My thoughts drifted, as they often did, to Bella. My beautiful, fiercely loyal cousin whose feelings for me were a complicated tangle of family duty and genuine, burning desire. She'd been watching the stream with us earlier, her presence a constant, tempting distraction. I remembered the way she'd jumped at a particular jump-scare, her hand flying to my arm, her grip tight. The scent of her perfume, something light and floral, had cut through the digital dread.

 

A different kind of heat began to pool in my gut, a familiar and demanding ache. The image of her, flushed and breathless from fear, seamlessly morphed in my imagination to her flushed and breathless for an entirely different reason.

 

I was the dominant force in this dynamic, and she was the willing, submissive participant, eager to please.
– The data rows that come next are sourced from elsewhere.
use crate::Error;
use crate::book::{
    field,
    record::{RecordBuilder, NOT_PROVIDED},
};
use super::date;

#[test]
fn test_build_record() {
    let today = date(2024, 6, 10);
    let record = RecordBuilder::new("Alice")
        .with_phone("1234567890")
        .with_birthday("14.06.1990")
        .build(today)
        .unwrap();

    assert_eq!(record.name().as_str(), "Alice");
    assert_eq!(record.phone().as_str(), "1234567890");
    assert_eq!(record.birthday().map(|v| v.date()), Some(date(1990, 6, 14)));
    assert_eq!(
        record.to_string(),
        "Contact name: Alice, phone: 1234567890, birthday: 14.06.1990"
    );
}

#[test]
fn test_record_without_birthday() {
    let record = RecordBuilder::new("Bob")
        .with_phone("0987654321")
        .build(date(2024, 6, 10))
        .unwrap();

    assert_eq!(record.birthday().is_none(), true);
    assert_eq!(
        record.to_string(),
        format!("Contact name: Bob, phone: 0987654321, birthday: {}", NOT_PROVIDED)
    );
}

#[test]
fn test_invalid_record() {
    let today = date(2024, 6, 10);

    let result = RecordBuilder::new("Bob1").with_phone("0987654321").build(today);
    assert_eq!(result.unwrap_err(), Error::Field(field::NAME_ERROR.into()));

    let result = RecordBuilder::new("Bob").with_phone("09876").build(today);
    assert_eq!(result.unwrap_err(), Error::Field(field::PHONE_ERROR.into()));

    let result = RecordBuilder::new("Bob")
        .with_phone("0987654321")
        .with_birthday("01.01.2030")
        .build(today);
    assert_eq!(result.unwrap_err(), Error::Field(field::BIRTHDAY_ERROR.into()));

    let result = RecordBuilder::new("Bob").build(today);
    assert_eq!(matches!(result, Err(Error::Argument(_))), true);
}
The back-and-forth, the dirty talk that would make her blush and moan in equal measure… it was a tempting prospect to cap off the night, after all I did fuck her like a madman before.

 

"Damn, I got horny again…"

 

I shook my head slightly, a low chuckle escaping me. One thing at a time, Sael. Business before pleasure. The soft chime from the terminal signaled the completed task. Working with sex in my head was never good. So, I decided to got a shower for a bit.